Sí, no es exactamente la crisis de la mediana edad, pero en mi defensa diré que es más común de lo que se cree. Este número, tan a mitad de camino, tan crucial, tan enigmático, es más transcendental de lo que se cree. No lo digo yo, lo dice la psicología.
Soplas esa velita y te vienen un sinfín de preguntas: ¿qué he hecho con mi vida?, ¿qué haré en los próximos cinco años?, ¿será que todavía tengo chance de cambiar de profesión?, ¿qué tal si me cambio de trabajo?, ¿habré logrado lo suficiente?, ¿es muy tarde para comenzar de nuevo?
Ya no eres una veinteañera universitaria, pero tampoco pisas los 30. Estás justo en el último aliento de tu vida como la conocías –ok, ahora sí exageré un poco, jajaja–. Lo que quiero decir es que en esta edad se vive entre la nostalgia del pasado, la inseguridad del presente y la incertidumbre del futuro.
Ponte a pensar: en una misma conversación con tus padres, amigos y familiares escuchas un “todavía estás joven” o un “estás en la flor de la vida” y luego –cuando tocan algún tema neurálgico como el matrimonio, la familia y todas esas cosas en las que se supone debes tener tan siquiera una idea de qué hacer– te sueltan un despiadado “cuidado y se te pasa el tren”.
Entonces empieza el vértigo.

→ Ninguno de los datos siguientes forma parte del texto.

//! Entity graph with type and reverse-edge indexes
//!
//! Wraps a loaded crate's @graph and provides the lookups the documentation
//! builders need: id resolution, type buckets in encounter order, and
//! reverse edges (who references this entity through a given property).

use std::collections::HashMap;

use serde_json::Value;

use crate::entity::{extract_id, extract_types, ref_id};
use crate::error::ProfileError;

/// Indexed view over one loaded crate
///
/// All indexes are built once at construction; entities are immutable
/// afterwards. Reverse edges are a secondary index keyed by property name
/// and target id so lookbacks never rescan the graph.
#[derive(Debug)]
pub struct EntityGraph {
    entities: Vec<Value>,
    by_id: HashMap<String, usize>,
    by_type: HashMap<String, Vec<usize>>,
    reverse: HashMap<(String, String), Vec<usize>>,
}

impl EntityGraph {
    /// Build a graph from a crate's @graph array
    pub fn from_graph(entities: Vec<Value>) -> Self {
        let mut by_id = HashMap::new();
        let mut by_type: HashMap<String, Vec<usize>> = HashMap::new();
        let mut reverse: HashMap<(String, String), Vec<usize>> = HashMap::new();

        for (idx, entity) in entities.iter().enumerate() {
            if let Some(id) = extract_id(entity) {
                // First entity wins on duplicate ids
                by_id.entry(id.to_string()).or_insert(idx);
            }

            // A multi-typed entity lands in every one of its buckets;
            // a typeless entity lands in none but stays resolvable by id.
            for type_name in extract_types(entity) {
                by_type.entry(type_name).or_default().push(idx);
            }

            if let Some(obj) = entity.as_object() {
                for (key, value) in obj {
                    if key == "@id" || key == "@type" {
                        continue;
                    }
                    let refs = match value {
                        Value::Array(arr) => arr.iter().filter_map(ref_id).collect(),
                        v => ref_id(v).into_iter().collect::<Vec<_>>(),
                    };
                    for target in refs {
                        reverse
                            .entry((key.clone(), target.to_string()))
                            .or_default()
                            .push(idx);
                    }
                }
            }
        }

        Self {
            entities,
            by_id,
            by_type,
            reverse,
        }
    }

    /// Build a graph from a full crate document (extracts @graph)
    pub fn from_document(doc: &Value) -> Result<Self, ProfileError> {
        let graph = doc
            .get("@graph")
            .and_then(|g| g.as_array())
            .ok_or(ProfileError::MissingGraph)?;
        Ok(Self::from_graph(graph.clone()))
    }

    /// Look up an entity by @id
    pub fn get(&self, id: &str) -> Option<&Value> {
        self.by_id.get(id).map(|&idx| &self.entities[idx])
    }

    /// All entities of a type, in encounter order
    pub fn of_type(&self, type_name: &str) -> Vec<&Value> {
        self.by_type
            .get(type_name)
            .map(|indexes| indexes.iter().map(|&idx| &self.entities[idx]).collect())
            .unwrap_or_default()
    }

    /// Entities whose `property` references `target_id` (reverse edge)
    pub fn referencing(&self, property: &str, target_id: &str) -> Vec<&Value> {
        self.reverse
            .get(&(property.to_string(), target_id.to_string()))
            .map(|indexes| indexes.iter().map(|&idx| &self.entities[idx]).collect())
            .unwrap_or_default()
    }

    /// Resolve a reference value to its full entity, if known
    ///
    /// Inline nested entities and unknown ids fall back to the value itself.
    pub fn resolve<'a>(&'a self, value: &'a Value) -> &'a Value {
        ref_id(value)
            .and_then(|id| self.get(id))
            .unwrap_or(value)
    }

    /// Iterate all entities in graph order
    pub fn entities(&self) -> impl Iterator<Item = &Value> {
        self.entities.iter()
    }

    pub fn len(&self) -> usize {
        self.entities.len()
    }

    pub fn is_empty(&self) -> bool {
        self.entities.is_empty()
    }
}

#[cfg(test)]
mod tests {
    use super::*;
    use serde_json::json;

    fn sample_graph() -> EntityGraph {
        EntityGraph::from_graph(vec![
            json!({
                "@id": "#book-class",
                "@type": "rdfs:Class",
                "name": "Book"
            }),
            json!({
                "@id": "#title",
                "@type": "rdf:Property",
                "name": "title",
                "domainIncludes": {"@id": "#book-class"}
            }),
            json!({
                "@id": "#term-a",
                "@type": ["DefinedTerm", "rdfs:Class"],
                "inDefinedTermSet": {"@id": "#set"}
            }),
            json!({
                "@id": "#untyped"
            }),
        ])
    }

    #[test]
    fn test_type_buckets_encounter_order() {
        let graph = sample_graph();
        let classes = graph.of_type("rdfs:Class");
        assert_eq!(classes.len(), 2);
        assert_eq!(extract_id(classes[0]), Some("#book-class"));
        assert_eq!(extract_id(classes[1]), Some("#term-a"));

        // multi-typed entity appears in both buckets
        assert_eq!(graph.of_type("DefinedTerm").len(), 1);
    }

    #[test]
    fn test_untyped_entity_still_resolvable() {
        let graph = sample_graph();
        assert!(graph.get("#untyped").is_some());
        for (_, bucket) in graph.by_type.iter() {
            assert!(!bucket
                .iter()
                .any(|&i| extract_id(&graph.entities[i]) == Some("#untyped")));
        }
    }

    #[test]
    fn test_reverse_edges() {
        let graph = sample_graph();
        let props = graph.referencing("domainIncludes", "#book-class");
        assert_eq!(props.len(), 1);
        assert_eq!(extract_id(props[0]), Some("#title"));

        let members = graph.referencing("inDefinedTermSet", "#set");
        assert_eq!(members.len(), 1);

        assert!(graph.referencing("domainIncludes", "#missing").is_empty());
    }

    #[test]
    fn test_resolve_reference() {
        let graph = sample_graph();
        let reference = json!({"@id": "#book-class"});
        let resolved = graph.resolve(&reference);
        assert_eq!(resolved.get("name"), Some(&json!("Book")));

        // unknown ids fall back to the inline value
        let unknown = json!({"@id": "#nope", "name": "inline"});
        assert_eq!(graph.resolve(&unknown).get("name"), Some(&json!("inline")));
    }

    #[test]
    fn test_from_document() {
        let doc = json!({
            "@context": "https://w3id.org/ro/crate/1.1/context",
            "@graph": [{"@id": "./", "@type": "Dataset"}]
        });
        let graph = EntityGraph::from_document(&doc).unwrap();
        assert_eq!(graph.len(), 1);

        let bad = json!({"@context": {}});
        assert!(matches!(
            EntityGraph::from_document(&bad),
            Err(ProfileError::MissingGraph)
        ));
    }
}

Sientes que toda decisión que tomes repercutirá en los próximos 50 años. También sientes que ya no puedes posponer ciertas decisiones ni mucho menos dejar tus sueños para después. Y surge la pregunta: ¿cuáles son mis sueños? ¿cuáles?… ¡Lo sé, es agotador!
Tus prioridades empiezan a cambiar y sientes la malvada tentación de evaluar tu éxito en esta vida por el trabajo que tienes, por tu estado civil y por las pocas o muchas cosas que hayas adquirido (y créeme a esta edad con la recesión y la crisis mundial es muy probable que no sean tantas). Así que por muy seductora que parezca la idea no te compares con Mark Zuckerberg, sí, él se hizo multimillonario a los 19 años, pero esa no es la regla para la mayoría de los mortales.

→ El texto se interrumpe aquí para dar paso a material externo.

//! Provenance fragment and git branch discovery
//!
//! The generated document names the script, template and profile that
//! produced it, linked relative to the repository at the current branch.
//! Branch discovery may fail (detached HEAD, no git); it falls back to CI
//! environment variables and finally a literal default, never aborting
//! the run.

use std::process::Command;

use crate::entity::clean;
use crate::vocab::{BRANCH_ENV_VARS, DEFAULT_BRANCH, REPO_URL_BASE};

/// Resolve the branch name from the environment chain, then the default
fn branch_from_env() -> String {
    BRANCH_ENV_VARS
        .iter()
        .find_map(|var| std::env::var(var).ok().filter(|v| !v.is_empty()))
        .unwrap_or_else(|| DEFAULT_BRANCH.to_string())
}

/// Discover the current git branch
///
/// Detached HEAD and subprocess failure both fall through to the
/// environment chain; a failure only warns.
pub fn current_branch() -> String {
    let output = Command::new("git")
        .args(["rev-parse", "--abbrev-ref", "HEAD"])
        .output();

    match output {
        Ok(out) if out.status.success() => {
            let branch = String::from_utf8_lossy(&out.stdout).trim().to_string();
            if branch.is_empty() || branch == "HEAD" {
                branch_from_env()
            } else {
                branch
            }
        }
        _ => {
            eprintln!("Warning: Could not determine git branch, using fallback");
            branch_from_env()
        }
    }
}

/// Build the provenance sentence fragment
///
/// All three artifacts are linked relative to the repository URL at the
/// given branch.
pub fn provenance_fragment(branch: &str, template_path: &str, profile_path: &str) -> String {
    let repo_url = format!("{}/{}", REPO_URL_BASE, clean(branch));
    format!(
        "This document was compiled using [rocrate-profile-docs]({repo}/src/bin/generate_docs.rs), \
         based on [{template}]({repo}/{template}) \
         using a profile defined in [{profile}]({repo}/{profile}).",
        repo = repo_url,
        template = clean(template_path),
        profile = clean(profile_path),
    )
}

Todo esto sin contar los cambios físicos que, aunque disimulados, están allí. Así que empiezas a evaluar un poco más qué comes y qué no. Y de repente, sin nunca antes haberlo hecho, te ves husmeando en el pasillo de las cremas y ungüentos.
Tu idea de un fin de semana feliz empieza a ser más relajada y para tus ratos libres suena más seductor unas horas en casa viendo películas o comiendo un par de pizzas (bueno, mejor solo dos lonjas y ya). Y la velada perfecta incluye a a tus amigos, pero si no están –porque tienen un horario de trabajo aún más complicado que el tuyo– igual sigue siendo buen plan.
¿Suena apocalíptico? Sí, pero no lo es tanto. La verdad es que al poco tiempo todo este monólogo interno empieza a disminuir en cuanto a dilemas y preguntas existenciales –o bueno, por lo menos, ya no serán las mismos cuestionamientos–. Es solo una fase de cambios y, querida amiga, los cambios siempre traen resistencia. Siempre.
Salomón, que sabía muy bien lo que era tener crisis existenciales, dijo en Eclesiastés 5:19-20: “Disfrutar del trabajo y aceptar lo que depara la vida son verdaderos regalos de Dios. A esas personas Dios las mantiene tan ocupadas en disfrutar de la vida que no pasan tiempo rumiando el pasado”.
No podemos tener el control de todo lo que ocurrirá en nuestras vidas, tampoco estamos vacunados contra los errores. De hecho, posiblemente en diez años, nos daremos cuenta que no valía la pena mortificarnos tanto por algunas cosas, pues efectivamente, por mucho que las planeáramos, no se dieron como las esperábamos. El truco está en reconocer que hay circunstancias que se saldrán de nuestro control y muchas veces esto será lo mejor. La promesa es esta: “A los hijos de Dios todas las cosas les sirven para bien”.
Así que keep calm and… disfruta tus últimos tus veintidale.